Enhancement of the synthetic ligand‐mediated function of liver NK1.1Ag + T cells in mice by interleukin‐12 pretreatment

Summary We previously reported that mouse NK1.1 Ag + T (NKT) cells activated by interleukin‐12 (IL‐12) act as anti‐tumour/anti‐metastatic effectors. However, IL‐12 reportedly induces a rapid disappearance of liver NKT cells by activation‐induced apoptosis. In the present study, however, we show that injection of IL‐12 into mice merely down‐regulates the NK1.1 expression of liver NKT cells and Vβ8 + intermediate T‐cell receptor cells and CD1d/α‐galactosylceramide (α‐GalCer)‐tetramer reactive cells in the liver remained and did not decrease. Furthermore, when IL‐12‐pretreated (24 hr before) mice were injected with α‐GalCer, not only serum interferon‐γ but also serum IL‐4 concentrations increased several‐fold in comparison to the control α‐GalCer‐injected mice. However, IL‐12 pretreatment markedly up‐regulated serum ALT levels and Fas‐ligand expression on NKT cells after α‐GalCer injection in middle‐aged mice only.
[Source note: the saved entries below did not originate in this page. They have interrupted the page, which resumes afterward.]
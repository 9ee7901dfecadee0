//! Audio device abstraction
//!
//! Platform code implements [`AudioDevice`] and feeds the events it observes
//! back into the session as [`DeviceEvent`]s.

use serde::{Deserialize, Serialize};
use url::Url;

/// Identity of one `load` request
///
/// Every event carries the token of the load it belongs to, so events from a
/// superseded episode can be told apart and dropped.
#[derive(Debug, Clone, Copy, PartialEq, Eq, Hash, Default, Serialize, Deserialize)]
pub struct LoadToken(u64);

impl LoadToken {
    pub fn new(id: u64) -> Self {
        Self(id)
    }

    pub fn id(self) -> u64 {
        self.0
    }

    pub(crate) fn next(self) -> Self {
        Self(self.0 + 1)
    }
}

/// Audio output the surface drives
///
/// Commands are fire-and-forget. Outcomes (did playback actually start,
/// where is the playhead) come back as [`DeviceEvent`]s.
///
/// A natural end of track must be reported as `Ended` alone, without a
/// `Paused` before it.
pub trait AudioDevice {
    /// Abort whatever is loaded and start loading `url`
    fn load(&mut self, token: LoadToken, url: &Url);

    /// Start or resume output
    fn play(&mut self);

    /// Pause output, keeping the position
    fn pause(&mut self);

    /// Move the playhead
    fn seek(&mut self, seconds: u32);

    /// Repeat the loaded source natively when it ends
    fn set_loop(&mut self, looping: bool);

    /// Unload the current source
    fn stop(&mut self);
}

/// Something the device reports
#[derive(Debug, Clone, PartialEq, Serialize, Deserialize)]
pub enum DeviceEventKind {
    /// Output actually started
    Started,

    /// Output paused (by us or by the platform)
    Paused,

    /// Periodic playhead report
    TimeUpdated(u32),

    /// Source played to its natural end
    Ended,

    /// Source metadata is available
    MetadataLoaded { duration_seconds: u32 },

    /// Playback could not start (autoplay policy, decode error, ...)
    Failed(String),
}

/// A device event tagged with the load it belongs to
#[derive(Debug, Clone, PartialEq, Serialize, Deserialize)]
pub struct DeviceEvent {
    pub token: LoadToken,
    pub kind: DeviceEventKind,
}

impl DeviceEvent {
    pub fn new(token: LoadToken, kind: DeviceEventKind) -> Self {
        Self { token, kind }
    }
}

/// Media element state sampled when a platform event is handled
///
/// Browsers queue media events, so a report can arrive after the source or
/// play state it describes was replaced. Devices that cannot tag events at
/// the source use this to decide whether a report belongs to the latest load.
#[derive(Debug, Clone, Copy, PartialEq, Eq, Default)]
pub struct MediaSnapshot {
    /// The element is paused right now
    pub paused: bool,

    /// The element is playing the source of the latest load
    pub source_matches: bool,
}

impl MediaSnapshot {
    /// Whether an event handled in this state belongs to the latest load
    ///
    /// Play and pause reports must agree with the current paused flag;
    /// everything else must come from the current source.
    pub fn is_current(&self, kind: &DeviceEventKind) -> bool {
        match kind {
            DeviceEventKind::Started => !self.paused,
            DeviceEventKind::Paused => self.paused,
            DeviceEventKind::TimeUpdated(_)
            | DeviceEventKind::Ended
            | DeviceEventKind::MetadataLoaded { .. }
            | DeviceEventKind::Failed(_) => self.source_matches,
        }
    }
}

#[cfg(test)]
mod tests {
    use super::*;

    #[test]
    fn tokens_advance() {
        let token = LoadToken::default();
        assert_eq!(token.next().id(), 1);
        assert_ne!(token.next(), token);
    }

    #[test]
    fn pause_queued_by_source_switch_is_not_current() {
        // Switching sources while playing queues a `pause` for the old
        // source; by the time it is handled the new source is playing.
        let playing_new_source = MediaSnapshot {
            paused: false,
            source_matches: true,
        };
        assert!(!playing_new_source.is_current(&DeviceEventKind::Paused));
        assert!(playing_new_source.is_current(&DeviceEventKind::Started));
    }

    #[test]
    fn reports_from_old_source_are_not_current() {
        let switching = MediaSnapshot {
            paused: false,
            source_matches: false,
        };
        assert!(!switching.is_current(&DeviceEventKind::TimeUpdated(42)));
        assert!(!switching.is_current(&DeviceEventKind::Ended));
        assert!(!switching.is_current(&DeviceEventKind::MetadataLoaded {
            duration_seconds: 60
        }));
        assert!(!switching.is_current(&DeviceEventKind::Failed("AbortError".to_string())));
    }

    #[test]
    fn reports_matching_the_element_are_current() {
        let paused = MediaSnapshot {
            paused: true,
            source_matches: true,
        };
        assert!(paused.is_current(&DeviceEventKind::Paused));
        assert!(!paused.is_current(&DeviceEventKind::Started));
        assert!(paused.is_current(&DeviceEventKind::Ended));
        assert!(paused.is_current(&DeviceEventKind::TimeUpdated(3)));
    }
}
/// CLI error types
use thiserror::Error;

pub type Result<T> = std::result::Result<T, CliError>;

#[derive(Debug, Error)]
pub enum CliError {
    #[error("Configuration error: {0}")]
    Config(String),

    #[error("Player error: {0}")]
    Player(#[from] podcastr_playback::PlayerError),

    #[error("IO error: {0}")]
    Io(#[from] std::io::Error),
}
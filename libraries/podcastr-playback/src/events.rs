//! Player Events
//!
//! Notifications for the UI layer. The session queues them while it applies
//! commands and device events; the UI drains them after each call.

use serde::{Deserialize, Serialize};

/// Events emitted by the player session
#[derive(Debug, Clone, PartialEq, Serialize, Deserialize)]
pub enum PlayerEvent {
    /// Play/pause or a mode flag changed
    StateChanged {
        is_playing: bool,
        is_looping: bool,
        is_shuffling: bool,
    },

    /// A different episode (or the same one, restarted) is now current
    EpisodeChanged {
        /// Index into the queue
        index: usize,
        /// Title of the new episode
        title: String,
    },

    /// Displayed time moved
    ProgressChanged {
        elapsed_seconds: u32,
        duration_seconds: u32,
    },

    /// Queue ran out or was dropped
    QueueCleared,

    /// A command was refused without touching state
    CommandRejected {
        /// Why it was refused
        reason: String,
    },
}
Consistently, the liver mononuclear cells (MNC) from IL‐12‐pretreated mice stimulated with α‐GalCer in vitro produced much greater amounts of interferon‐γ and IL‐4, and also showed a more potent cytotoxicity against tumour targets than those from mice pretreated with phosphate‐buffered saline. Liver MNC from middle‐aged mice, but not from young mice pretreated with IL‐12, also showed increased cytotoxicity following in vitro α‐GalCer stimulation against cultured hepatocytes. Furthermore, IL‐12 treatment of middle‐aged mice enhanced tumour necrosis factor receptor 1 mRNA expression in liver Vβ8 + T cells, and in vitro experiments also revealed that IL‐12 pretreatment of liver MNC from middle‐aged mice enhanced their tumour necrosis factor‐α production after α‐GalCer stimulation. Synthetic ligand‐mediated functions of NKT cells, including IL‐4 production, are thus enhanced by IL‐12 pretreatment.